**Task material:**
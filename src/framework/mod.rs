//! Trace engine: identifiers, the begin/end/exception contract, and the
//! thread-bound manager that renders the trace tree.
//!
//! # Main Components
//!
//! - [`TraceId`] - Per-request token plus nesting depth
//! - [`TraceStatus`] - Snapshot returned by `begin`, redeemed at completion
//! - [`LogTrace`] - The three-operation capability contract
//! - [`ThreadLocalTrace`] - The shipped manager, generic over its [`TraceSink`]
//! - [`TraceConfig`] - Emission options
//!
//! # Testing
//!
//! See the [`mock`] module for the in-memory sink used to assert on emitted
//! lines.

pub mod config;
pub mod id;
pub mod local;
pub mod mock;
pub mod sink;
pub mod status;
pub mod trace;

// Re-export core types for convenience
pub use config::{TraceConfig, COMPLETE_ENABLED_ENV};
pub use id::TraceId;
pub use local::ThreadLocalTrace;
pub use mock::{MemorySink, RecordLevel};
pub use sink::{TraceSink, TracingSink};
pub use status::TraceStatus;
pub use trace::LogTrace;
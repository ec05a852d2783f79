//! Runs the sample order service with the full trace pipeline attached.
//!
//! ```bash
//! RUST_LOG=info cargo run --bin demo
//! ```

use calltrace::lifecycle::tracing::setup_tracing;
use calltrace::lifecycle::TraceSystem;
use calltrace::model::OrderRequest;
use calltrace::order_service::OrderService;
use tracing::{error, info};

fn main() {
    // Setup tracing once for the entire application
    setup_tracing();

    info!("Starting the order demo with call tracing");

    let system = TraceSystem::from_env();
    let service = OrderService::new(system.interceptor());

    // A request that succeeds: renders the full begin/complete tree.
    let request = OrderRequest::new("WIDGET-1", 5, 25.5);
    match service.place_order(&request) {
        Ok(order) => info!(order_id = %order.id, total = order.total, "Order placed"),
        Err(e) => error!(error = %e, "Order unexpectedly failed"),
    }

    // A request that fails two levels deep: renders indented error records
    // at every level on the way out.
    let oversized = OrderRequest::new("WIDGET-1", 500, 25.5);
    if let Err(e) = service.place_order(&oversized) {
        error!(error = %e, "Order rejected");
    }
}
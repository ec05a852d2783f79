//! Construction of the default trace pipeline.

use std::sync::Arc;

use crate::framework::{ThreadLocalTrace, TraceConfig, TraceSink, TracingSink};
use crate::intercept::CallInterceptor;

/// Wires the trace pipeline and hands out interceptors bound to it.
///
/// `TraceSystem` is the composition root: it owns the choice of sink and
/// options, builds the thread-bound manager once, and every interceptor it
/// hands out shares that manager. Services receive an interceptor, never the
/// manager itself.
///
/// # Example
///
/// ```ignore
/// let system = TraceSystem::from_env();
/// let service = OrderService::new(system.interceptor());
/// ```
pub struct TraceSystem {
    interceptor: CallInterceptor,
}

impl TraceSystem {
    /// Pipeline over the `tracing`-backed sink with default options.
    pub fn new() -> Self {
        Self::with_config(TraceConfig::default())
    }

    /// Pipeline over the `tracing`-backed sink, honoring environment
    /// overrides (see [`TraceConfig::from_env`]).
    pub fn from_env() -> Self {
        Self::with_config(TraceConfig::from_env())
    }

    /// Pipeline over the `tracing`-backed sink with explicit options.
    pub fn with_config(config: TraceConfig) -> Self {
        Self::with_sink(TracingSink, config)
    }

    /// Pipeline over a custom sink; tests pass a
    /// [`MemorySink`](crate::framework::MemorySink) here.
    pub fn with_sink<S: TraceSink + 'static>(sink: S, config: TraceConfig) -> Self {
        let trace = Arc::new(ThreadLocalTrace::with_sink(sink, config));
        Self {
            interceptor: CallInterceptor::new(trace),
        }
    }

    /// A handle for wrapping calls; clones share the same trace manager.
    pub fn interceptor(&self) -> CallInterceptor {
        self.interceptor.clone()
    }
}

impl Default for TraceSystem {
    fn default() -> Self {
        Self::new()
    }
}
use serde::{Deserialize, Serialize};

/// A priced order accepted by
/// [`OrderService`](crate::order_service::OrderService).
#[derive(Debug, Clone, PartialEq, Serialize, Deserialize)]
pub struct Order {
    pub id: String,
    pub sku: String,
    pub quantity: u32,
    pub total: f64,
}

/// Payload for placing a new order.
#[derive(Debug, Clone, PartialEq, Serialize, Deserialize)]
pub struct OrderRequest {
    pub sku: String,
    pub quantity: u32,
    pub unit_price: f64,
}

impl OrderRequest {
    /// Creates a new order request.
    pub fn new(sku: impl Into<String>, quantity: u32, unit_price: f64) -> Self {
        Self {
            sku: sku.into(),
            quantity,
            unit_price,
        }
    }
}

...

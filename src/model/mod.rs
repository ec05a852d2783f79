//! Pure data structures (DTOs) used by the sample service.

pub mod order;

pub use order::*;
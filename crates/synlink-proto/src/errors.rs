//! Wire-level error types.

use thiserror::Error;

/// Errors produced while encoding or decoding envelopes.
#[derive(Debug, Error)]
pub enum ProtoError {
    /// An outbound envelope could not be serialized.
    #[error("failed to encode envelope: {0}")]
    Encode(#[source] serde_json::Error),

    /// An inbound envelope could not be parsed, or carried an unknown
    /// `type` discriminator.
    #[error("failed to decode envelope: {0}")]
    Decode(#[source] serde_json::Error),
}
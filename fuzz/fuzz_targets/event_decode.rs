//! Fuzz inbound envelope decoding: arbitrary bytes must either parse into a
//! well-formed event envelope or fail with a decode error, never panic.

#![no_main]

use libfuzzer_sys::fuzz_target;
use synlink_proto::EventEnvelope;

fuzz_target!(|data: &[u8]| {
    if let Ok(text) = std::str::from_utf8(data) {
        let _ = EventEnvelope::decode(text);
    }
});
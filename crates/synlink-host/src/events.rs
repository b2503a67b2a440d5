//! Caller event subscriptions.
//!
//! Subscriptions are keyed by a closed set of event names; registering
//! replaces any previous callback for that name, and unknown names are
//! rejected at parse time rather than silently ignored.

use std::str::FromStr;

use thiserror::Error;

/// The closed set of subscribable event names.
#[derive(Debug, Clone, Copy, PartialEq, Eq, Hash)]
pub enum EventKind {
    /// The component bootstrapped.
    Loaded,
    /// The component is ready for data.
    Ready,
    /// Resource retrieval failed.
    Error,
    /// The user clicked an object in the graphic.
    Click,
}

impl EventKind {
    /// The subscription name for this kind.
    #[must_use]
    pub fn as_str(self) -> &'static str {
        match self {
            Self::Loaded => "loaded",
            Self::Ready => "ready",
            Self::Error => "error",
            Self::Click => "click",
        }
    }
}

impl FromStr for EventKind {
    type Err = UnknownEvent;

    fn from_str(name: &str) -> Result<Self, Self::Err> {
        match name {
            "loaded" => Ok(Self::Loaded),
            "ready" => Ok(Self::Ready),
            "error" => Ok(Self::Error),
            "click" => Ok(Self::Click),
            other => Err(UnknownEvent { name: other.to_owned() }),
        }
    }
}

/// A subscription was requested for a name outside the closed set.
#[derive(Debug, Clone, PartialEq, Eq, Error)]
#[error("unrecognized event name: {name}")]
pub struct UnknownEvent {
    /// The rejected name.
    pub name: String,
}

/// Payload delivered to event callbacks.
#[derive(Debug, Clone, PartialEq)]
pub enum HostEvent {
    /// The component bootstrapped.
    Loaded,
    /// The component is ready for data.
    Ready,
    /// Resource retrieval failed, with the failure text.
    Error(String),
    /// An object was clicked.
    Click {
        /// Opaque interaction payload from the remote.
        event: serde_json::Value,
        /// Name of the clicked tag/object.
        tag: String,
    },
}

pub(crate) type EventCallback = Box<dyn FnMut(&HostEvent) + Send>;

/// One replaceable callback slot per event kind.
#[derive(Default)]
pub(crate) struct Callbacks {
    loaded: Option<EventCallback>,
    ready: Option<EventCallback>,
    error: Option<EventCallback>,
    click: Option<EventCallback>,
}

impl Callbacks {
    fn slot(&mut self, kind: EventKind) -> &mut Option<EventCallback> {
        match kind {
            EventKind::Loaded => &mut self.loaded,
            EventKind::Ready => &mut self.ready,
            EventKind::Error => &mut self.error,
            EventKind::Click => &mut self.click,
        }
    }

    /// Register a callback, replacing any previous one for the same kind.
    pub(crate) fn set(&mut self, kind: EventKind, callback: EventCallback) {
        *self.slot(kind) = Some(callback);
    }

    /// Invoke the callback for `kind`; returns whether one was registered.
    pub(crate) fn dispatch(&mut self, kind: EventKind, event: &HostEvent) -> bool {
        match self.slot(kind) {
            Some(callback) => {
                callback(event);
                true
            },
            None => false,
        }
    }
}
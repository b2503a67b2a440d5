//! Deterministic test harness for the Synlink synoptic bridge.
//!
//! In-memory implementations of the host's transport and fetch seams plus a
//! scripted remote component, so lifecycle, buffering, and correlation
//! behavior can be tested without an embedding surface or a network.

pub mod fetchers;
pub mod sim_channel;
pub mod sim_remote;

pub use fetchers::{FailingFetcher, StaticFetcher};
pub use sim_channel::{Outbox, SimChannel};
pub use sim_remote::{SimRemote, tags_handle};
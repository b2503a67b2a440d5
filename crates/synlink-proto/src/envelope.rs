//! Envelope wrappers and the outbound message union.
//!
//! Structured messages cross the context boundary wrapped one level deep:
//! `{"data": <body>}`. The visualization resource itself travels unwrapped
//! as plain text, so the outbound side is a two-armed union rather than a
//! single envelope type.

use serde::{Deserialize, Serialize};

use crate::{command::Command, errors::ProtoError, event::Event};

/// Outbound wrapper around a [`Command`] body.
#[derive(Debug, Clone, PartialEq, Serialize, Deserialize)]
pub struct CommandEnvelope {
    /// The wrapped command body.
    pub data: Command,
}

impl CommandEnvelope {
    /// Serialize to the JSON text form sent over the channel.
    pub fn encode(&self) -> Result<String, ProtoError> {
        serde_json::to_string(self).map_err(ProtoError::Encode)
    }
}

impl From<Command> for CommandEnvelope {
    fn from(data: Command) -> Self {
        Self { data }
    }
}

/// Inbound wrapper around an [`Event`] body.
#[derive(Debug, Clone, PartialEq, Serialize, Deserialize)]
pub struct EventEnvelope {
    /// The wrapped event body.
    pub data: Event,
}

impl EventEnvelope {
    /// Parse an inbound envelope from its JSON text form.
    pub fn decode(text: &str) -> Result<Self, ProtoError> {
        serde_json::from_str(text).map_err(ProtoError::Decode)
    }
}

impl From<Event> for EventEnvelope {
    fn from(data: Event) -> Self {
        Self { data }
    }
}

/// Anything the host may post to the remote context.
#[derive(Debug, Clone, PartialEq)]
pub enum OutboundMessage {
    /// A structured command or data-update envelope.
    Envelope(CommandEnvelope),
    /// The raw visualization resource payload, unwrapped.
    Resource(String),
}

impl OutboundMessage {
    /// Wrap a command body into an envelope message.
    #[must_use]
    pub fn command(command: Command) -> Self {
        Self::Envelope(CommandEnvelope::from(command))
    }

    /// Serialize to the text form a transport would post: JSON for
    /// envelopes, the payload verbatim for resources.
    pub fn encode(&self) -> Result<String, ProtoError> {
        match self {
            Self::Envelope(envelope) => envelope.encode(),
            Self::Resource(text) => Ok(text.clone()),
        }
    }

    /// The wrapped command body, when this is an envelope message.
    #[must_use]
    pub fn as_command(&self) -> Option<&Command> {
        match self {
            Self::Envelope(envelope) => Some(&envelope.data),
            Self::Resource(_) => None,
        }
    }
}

**What is needed:**
In the records above, the lines containing the string "every" should be counted; give only the total.

**Solution to the problem:**
2